(EXERCISE DATA)

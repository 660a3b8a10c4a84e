//! Validator trait and types.

use std::fmt;
use std::path::{Path, PathBuf};

use async_trait::async_trait;
use chrono::{DateTime, Utc};
use serde::{Deserialize, Serialize};

use crate::error::RunnerResult;

/// Kind of validation tool.
#[derive(Debug, Clone, Copy, PartialEq, Eq, Hash, Serialize, Deserialize)]
#[serde(rename_all = "snake_case")]
pub enum ValidatorKind {
    UnitTest,
    Build,
    EndToEnd,
    PerformanceAccessibility,
}

impl ValidatorKind {
    pub fn as_str(&self) -> &'static str {
        match self {
            ValidatorKind::UnitTest => "unit_test",
            ValidatorKind::Build => "build",
            ValidatorKind::EndToEnd => "end_to_end",
            ValidatorKind::PerformanceAccessibility => "performance_accessibility",
        }
    }

    /// Kinds run during final validation, in order.
    pub fn final_sequence() -> Vec<ValidatorKind> {
        vec![
            ValidatorKind::Build,
            ValidatorKind::EndToEnd,
            ValidatorKind::PerformanceAccessibility,
        ]
    }
}

impl fmt::Display for ValidatorKind {
    fn fmt(&self, f: &mut fmt::Formatter<'_>) -> fmt::Result {
        write!(f, "{}", self.as_str())
    }
}

/// What to validate.
#[derive(Debug, Clone, PartialEq, Eq, Serialize, Deserialize)]
pub struct ValidationTarget {
    /// Root of the generated project
    pub root: PathBuf,
    /// Unit under test, `None` for project-wide validation
    pub unit: Option<String>,
    /// Test file for unit validation, relative to `root`
    pub test_file: Option<String>,
}

impl ValidationTarget {
    pub fn project(root: impl AsRef<Path>) -> Self {
        Self {
            root: root.as_ref().to_path_buf(),
            unit: None,
            test_file: None,
        }
    }

    pub fn unit(root: impl AsRef<Path>, unit: impl Into<String>) -> Self {
        Self {
            root: root.as_ref().to_path_buf(),
            unit: Some(unit.into()),
            test_file: None,
        }
    }

    pub fn with_test_file(mut self, test_file: impl Into<String>) -> Self {
        self.test_file = Some(test_file.into());
        self
    }
}

/// Outcome of one validation run.
#[derive(Debug, Clone, PartialEq, Eq, Serialize, Deserialize)]
pub struct Verdict {
    pub passed: bool,
    /// Tool output, the input to fingerprinting when the run failed
    pub log: String,
}

impl Verdict {
    pub fn pass(log: impl Into<String>) -> Self {
        Self {
            passed: true,
            log: log.into(),
        }
    }

    pub fn fail(log: impl Into<String>) -> Self {
        Self {
            passed: false,
            log: log.into(),
        }
    }

    /// Verdict for a kind that has no tool configured.
    pub fn skipped(kind: ValidatorKind) -> Self {
        Self::pass(format!("{} validation skipped: no command configured", kind))
    }
}

/// Result of running a command.
#[derive(Debug, Clone, Serialize, Deserialize)]
pub struct ExecutionResult {
    /// Command line that was run
    pub command: String,
    /// Exit code, `-1` when the process was terminated by a signal
    pub exit_code: i32,
    pub stdout: String,
    pub stderr: String,
    pub started_at: DateTime<Utc>,
    pub finished_at: DateTime<Utc>,
    pub duration_ms: u64,
}

impl ExecutionResult {
    /// Check if execution was successful (exit code 0).
    pub fn success(&self) -> bool {
        self.exit_code == 0
    }

    /// Get combined output (stdout + stderr).
    pub fn combined_output(&self) -> String {
        if self.stdout.is_empty() {
            self.stderr.clone()
        } else if self.stderr.is_empty() {
            self.stdout.clone()
        } else {
            format!("{}\n{}", self.stdout, self.stderr)
        }
    }
}

/// Validation tool adapter.
///
/// Implementations must not fail: a crashed or timed-out tool is a failing
/// verdict whose log describes the crash. Running the same kind twice on
/// unchanged artefacts must give the same verdict.
#[async_trait]
pub trait Validator: Send + Sync {
    /// Run one kind of validation against a target.
    async fn validate(&self, target: &ValidationTarget, kind: ValidatorKind) -> Verdict;

    /// One-off preparation of a freshly scaffolded project (dependency install).
    async fn prepare(&self, _root: &Path) -> RunnerResult<()> {
        Ok(())
    }
}
//! # sitefab_core
//!
//! Generation pipeline and self-healing recovery for siteFab.
//!
//! # Architecture
//!
//! - **Pipeline**: planning, component generation, page assembly and final
//!   validation over an immutable [`PipelineState`]
//! - **Recovery loop**: analyse, consult the knowledge base, fix and
//!   re-verify within a trial budget
//! - **Workspace**: the `site-<timestamp>` output directory
//! - **Config**: `sitefab.toml` plus environment overlay
//!
//! # Example
//!
//! ```rust,ignore
//! use sitefab_core::{FactoryConfig, PipelineController};
//! use sitefab_spec::ChecklistReader;
//! use tokio_util::sync::CancellationToken;
//!
//! let config = FactoryConfig::load(None)?;
//! let controller = PipelineController::from_config(config)?;
//! let checklist = ChecklistReader::read("site.json")?;
//!
//! let report = controller.run(&checklist, CancellationToken::new()).await;
//! println!("{}", report.message);
//! ```

pub mod config;
pub mod error;
pub mod pipeline;
pub mod recovery;
pub mod report;
pub mod state;
pub mod workspace;

pub use config::{FactoryConfig, LlmSettings, DEFAULT_CONFIG_FILE};
pub use error::{CoreError, CoreResult};
pub use pipeline::{PipelineController, CANCELLED_REASON};
pub use recovery::{
    AttemptOutcome, AttemptRecord, ErrorRecord, FailureReport, RecoveryLoop, RecoveryOutcome,
    RecoveryRequest, RecoveryState, RecoveryStatus, Scope,
};
pub use report::{FailedUnit, GenerationReport, ReportStatus};
pub use state::{Phase, PipelineState, SessionRecord, Unit, UnitStatus, UnitUpdate};
pub use workspace::{resolve_path, Workspace};
impl PipelineController {
    pub fn new(
        config: FactoryConfig,
        invoker: Arc<dyn AgentInvoker>,
        kb: Arc<dyn KnowledgeStore>,
        validator: Arc<dyn Validator>,
    ) -> Self {
        let (progress, _) = watch::channel(PipelineState::new(Uuid::nil()));
        Self {
            config,
            agents: Agents::new(invoker),
            kb,
            validator,
            progress,
        }
    }

    /// Controller with the default collaborators: LLM agents with retries,
    /// shell-command validators and the JSON-lines knowledge base.
    pub fn from_config(config: FactoryConfig) -> CoreResult<Self> {
        let adapter = config.llm.adapter()?;
        info!(provider = %adapter.provider(), model = adapter.model(), "Using LLM");

        let mut prompts = PromptSet::new();
        if let Some(dir) = &config.prompts_dir {
            prompts = prompts.load_overrides(dir)?;
        }
        let llm = LlmAgentInvoker::new(Arc::new(adapter)).with_prompts(prompts);
        let invoker = RetryingInvoker::new(Arc::new(llm), config.retry_policy())
            .with_call_timeout(config.agent_timeout());

        let kb = JsonlKnowledgeStore::new(&config.kb_path);
        let validator = CommandValidator::new(config.validators.clone());

        Ok(Self::new(
            config,
            Arc::new(invoker),
            Arc::new(kb),
            Arc::new(validator),
        ))
    }

    /// Replace the knowledge base, e.g. with an in-memory store.
    pub fn with_knowledge_store(mut self, kb: Arc<dyn KnowledgeStore>) -> Self {
        self.kb = kb;
        self
    }

    pub fn config(&self) -> &FactoryConfig {
        &self.config
    }

    /// Receive every state the pipeline moves through.
    pub fn subscribe(&self) -> watch::Receiver<PipelineState> {
        self.progress.subscribe()
    }

    /// Generate a website from a checklist.
    ///
    /// Never returns an error: every failure, including cancellation, is
    /// reported through [`GenerationReport`].
    pub async fn run(&self, checklist: &Checklist, cancel: CancellationToken) -> GenerationReport {
        let run = Run {
            checklist,
            cancel: &cancel,
        };
        let state = PipelineState::new(Uuid::new_v4());
        info!(session = %state.session_id, "Starting generation");
        self.publish(&run, &state).await;

        let state = match self.execute(&run, state).await {
            Ok(state) => {
                info!(session = %state.session_id, "Generation complete");
                state
            }
            Err(stopped) => {
                error!(session = %stopped.state.session_id, reason = %stopped.reason, "Generation failed");
                stopped.state.fail(stopped.reason, stopped.unresolved)
            }
        };
        self.publish(&run, &state).await;
        GenerationReport::from_state(&state)
    }

    async fn execute(&self, run: &Run<'_>, state: PipelineState) -> Flow<PipelineState> {
        let (workspace, state) = self.prepare(run, state).await?;
        let (plan, state) = self.planning(run, state).await?;

        let recovery = RecoveryLoop::new(
            self.agents.clone(),
            self.kb.clone(),
            self.validator.clone(),
            workspace.clone(),
        )
        .with_similar_k(self.config.similar_k);

        let state = self
            .generate_units(run, &plan, &workspace, &recovery, state)
            .await?;
        let state = self.assemble(run, &plan, &workspace, state).await?;
        let state = self.validate(run, &workspace, &recovery, state).await?;

        let components = state.units_of(TaskKind::Component).count();
        let pages = state.units_of(TaskKind::Page).count();
        let message = format!(
            "Generated {} components and {} pages in {}",
            components,
            pages,
            workspace.root().display()
        );
        Ok(state.complete(message))
    }

    async fn publish(&self, run: &Run<'_>, state: &PipelineState) {
        self.progress.send_replace(state.clone());
        if let Some(output) = &state.output_path {
            if let Err(e) = SessionRecord::new(run.checklist, state).save(output).await {
                warn!("Could not persist session record: {}", e);
            }
        }
    }

    fn checkpoint(&self, run: &Run<'_>, state: PipelineState) -> Flow<PipelineState> {
        if run.cancel.is_cancelled() {
            return Err(cancelled(state));
        }
        Ok(state)
    }

    /// Checklist validation, output directory, scaffold and dependency install.
    async fn prepare(&self, run: &Run<'_>, state: PipelineState) -> Flow<(Workspace, PipelineState)> {
        let state = self.checkpoint(run, state)?;

        let validation = ChecklistValidator::validate(run.checklist);
        for warning in &validation.warnings {
            warn!("Checklist: {}", warning);
        }
        if !validation.valid {
            return Err(stop(
                state,
                format!("invalid checklist: {}", validation.errors.join("; ")),
            ));
        }

        let workspace = match Workspace::create(&self.config.output_root) {
            Ok(workspace) => workspace,
            Err(e) => return Err(stop(state, format!("cannot create output directory: {}", e))),
        };
        let state = state.with_output(workspace.root());

        if let Some(scaffold) = &self.config.scaffold_dir {
            if let Err(e) = workspace.apply_scaffold(scaffold) {
                return Err(stop(state, format!("scaffold setup failed: {}", e)));
            }
        }
        if let Err(e) = workspace.apply_brand_colors(&run.checklist.branding) {
            warn!("Could not apply brand colours: {}", e);
        }
        self.publish(run, &state).await;

        match or_cancel(run.cancel, self.validator.prepare(workspace.root())).await {
            None => Err(cancelled(state)),
            Some(Err(e)) => {
                warn!("Dependency install failed, continuing: {}", e);
                Ok((workspace, state))
            }
            Some(Ok(())) => Ok((workspace, state)),
        }
    }

    async fn planning(&self, run: &Run<'_>, state: PipelineState) -> Flow<(ProjectPlan, PipelineState)> {
        let state = self.checkpoint(run, state)?;
        info!("Planning");

        let plan = match or_cancel(run.cancel, self.agents.plan(run.checklist)).await {
            None => return Err(cancelled(state)),
            Some(Err(e)) => return Err(stop(state, format!("planning failed: {}", e))),
            Some(Ok(plan)) => plan.normalized(),
        };
        if let Err(e) = plan.validate() {
            return Err(stop(state, format!("planning failed: {}", e)));
        }
        info!(
            components = plan.components().count(),
            pages = plan.pages().count(),
            "Plan ready"
        );

        let state = state.with_plan(&plan).enter(Phase::GeneratingUnits);
        self.publish(run, &state).await;
        Ok((plan, state))
    }

    async fn generate_units(
        &self,
        run: &Run<'_>,
        plan: &ProjectPlan,
        workspace: &Workspace,
        recovery: &RecoveryLoop,
        state: PipelineState,
    ) -> Flow<PipelineState> {
        let mut state = self.checkpoint(run, state)?;
        let semaphore = Semaphore::new(self.config.max_parallel_units.max(1));
        let semaphore = &semaphore;

        let mut pending: FuturesUnordered<_> = plan
            .components()
            .map(|task| async move {
                let _permit = semaphore.acquire().await;
                self.build_component(run, task, workspace, recovery).await
            })
            .collect();

        while let Some(update) = pending.next().await {
            state = state.apply(update);
            self.publish(run, &state).await;
        }

        self.checkpoint(run, state)
    }

    async fn build_component(
        &self,
        run: &Run<'_>,
        task: &PlanTask,
        workspace: &Workspace,
        recovery: &RecoveryLoop,
    ) -> UnitUpdate {
        let id = task.unit_id();
        let mut update = UnitUpdate::new(&id);
        if run.cancel.is_cancelled() {
            return update;
        }
        info!(unit = %id, "Generating component");

        let mut design = match or_cancel(run.cancel, self.agents.design(&task.name, &task.details)).await {
            None => return update,
            Some(Err(e)) => return generation_failed(update, format!("design failed: {}", e)),
            Some(Ok(design)) => design,
        };
        match or_cancel(run.cancel, self.agents.copy(&design)).await {
            None => return update,
            Some(Err(e)) => warn!(unit = %id, "Copywriting failed, keeping placeholders: {}", e),
            Some(Ok(copy)) => design.merge_copy(&copy),
        }

        let request = CodeRequest::Component {
            name: task.name.clone(),
            spec: design,
        };
        let file = match or_cancel(run.cancel, self.agents.code(request)).await {
            None => return update,
            Some(Err(e)) => return generation_failed(update, format!("code generation failed: {}", e)),
            Some(Ok(file)) => file,
        };
        if let Err(e) = workspace.write_file(&file.filename, &file.content).await {
            return generation_failed(update, format!("cannot write {}: {}", file.filename, e));
        }
        update.artifact = Some(file.filename.clone());

        let request = TestRequest {
            component: task.name.clone(),
            source_file: file.filename.clone(),
            source: file.content,
        };
        let test = match or_cancel(run.cancel, self.agents.write_test(request)).await {
            None => return update,
            Some(Err(e)) => return generation_failed(update, format!("test generation failed: {}", e)),
            Some(Ok(test)) => test,
        };
        if let Err(e) = workspace.write_file(&test.filename, &test.content).await {
            return generation_failed(update, format!("cannot write {}: {}", test.filename, e));
        }
        update.test_file = Some(test.filename.clone());

        let target = ValidationTarget::unit(workspace.root(), &id).with_test_file(&test.filename);
        let verdict = match or_cancel(
            run.cancel,
            self.validator.validate(&target, ValidatorKind::UnitTest),
        )
        .await
        {
            None => return update,
            Some(verdict) => verdict,
        };
        if verdict.passed {
            info!(unit = %id, "Unit tests passed");
            update.status = UnitStatus::Passing;
            return update;
        }

        info!(unit = %id, "Unit tests failed, starting recovery");
        let scope = Scope::Unit(id.clone());
        let request = RecoveryRequest::new(
            scope.clone(),
            target,
            ValidatorKind::UnitTest,
            verdict,
            self.config.max_trials_per_component,
        )
        .focus_on(vec![file.filename, test.filename]);
        let outcome = recovery.run(request, run.cancel).await;

        update.trials = outcome.trials();
        update.error_records = outcome.error_records.clone();
        match outcome.status {
            RecoveryStatus::Resolved => update.status = UnitStatus::Passing,
            RecoveryStatus::Exhausted => {
                warn!(unit = %id, attempts = outcome.trials(), "Giving up on unit");
                update.status = UnitStatus::Failing;
                update.failure = Some(outcome.failure_report(&scope));
            }
            RecoveryStatus::Cancelled => {}
        }
        update
    }

    async fn assemble(
        &self,
        run: &Run<'_>,
        plan: &ProjectPlan,
        workspace: &Workspace,
        state: PipelineState,
    ) -> Flow<PipelineState> {
        let mut state = state.enter(Phase::Assembling);
        self.publish(run, &state).await;

        for task in plan.pages() {
            state = self.checkpoint(run, state)?;
            let update = match self.build_page(run, task, workspace).await {
                Some(update) => update,
                None => return Err(cancelled(state)),
            };
            state = state.apply(update);
            self.publish(run, &state).await;
        }
        Ok(state)
    }

    async fn build_page(&self, run: &Run<'_>, task: &PlanTask, workspace: &Workspace) -> Option<UnitUpdate> {
        let mut update = UnitUpdate::new(task.unit_id());
        info!(unit = %update.id, "Assembling page");

        let request = CodeRequest::Page {
            name: task.name.clone(),
            path: task.path.clone().unwrap_or_else(|| "/".to_string()),
            components: task.components.clone(),
        };
        let file = match or_cancel(run.cancel, self.agents.code(request)).await? {
            Err(e) => return Some(generation_failed(update, format!("page generation failed: {}", e))),
            Ok(file) => file,
        };
        if let Err(e) = workspace.write_file(&file.filename, &file.content).await {
            return Some(generation_failed(
                update,
                format!("cannot write {}: {}", file.filename, e),
            ));
        }
        update.artifact = Some(file.filename);
        Some(update)
    }

    async fn validate(
        &self,
        run: &Run<'_>,
        workspace: &Workspace,
        recovery: &RecoveryLoop,
        state: PipelineState,
    ) -> Flow<PipelineState> {
        let state = self.checkpoint(run, state)?.enter(Phase::Validating);
        self.publish(run, &state).await;

        match or_cancel(run.cancel, self.agents.write_e2e(run.checklist)).await {
            None => return Err(cancelled(state)),
            Some(Err(e)) => warn!("End-to-end test generation failed: {}", e),
            Some(Ok(file)) => {
                if let Err(e) = workspace.write_file(&file.filename, &file.content).await {
                    warn!("Could not write {}: {}", file.filename, e);
                }
            }
        }

        let target = ValidationTarget::project(workspace.root());
        let sequence = ValidatorKind::final_sequence();
        let (kind, verdict) = match or_cancel(
            run.cancel,
            verify_sequence(self.validator.as_ref(), &target, &sequence),
        )
        .await
        {
            None => return Err(cancelled(state)),
            Some(Ok(())) => {
                info!("Final validation passed");
                return Ok(state.pages_passing());
            }
            Some(Err(failure)) => failure,
        };

        info!(kind = %kind, "Final validation failed, starting recovery");
        let request = RecoveryRequest::new(
            Scope::Project,
            target,
            kind,
            verdict,
            self.config.max_trials_final,
        )
        .rerun(sequence);
        let outcome = recovery.run(request, run.cancel).await;
        let state = state.record_final(outcome.trials(), outcome.error_records.clone());

        match outcome.status {
            RecoveryStatus::Resolved => Ok(state.pages_passing()),
            RecoveryStatus::Cancelled => Err(cancelled(state)),
            RecoveryStatus::Exhausted => Err(Stopped {
                reason: format!(
                    "final validation still failing after {} attempts",
                    outcome.trials()
                ),
                unresolved: Some(outcome.failure_report(&Scope::Project)),
                state,
            }),
        }
    }
}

(End EXERCISE DATA)

● AIM OF THE TASK
Where the material contains a line with "PerformanceAccessibility", return that line.

● ANSWER SPACE
    PerformanceAccessibility,
            ValidatorKind::PerformanceAccessibility => "performance_accessibility",
            ValidatorKind::PerformanceAccessibility,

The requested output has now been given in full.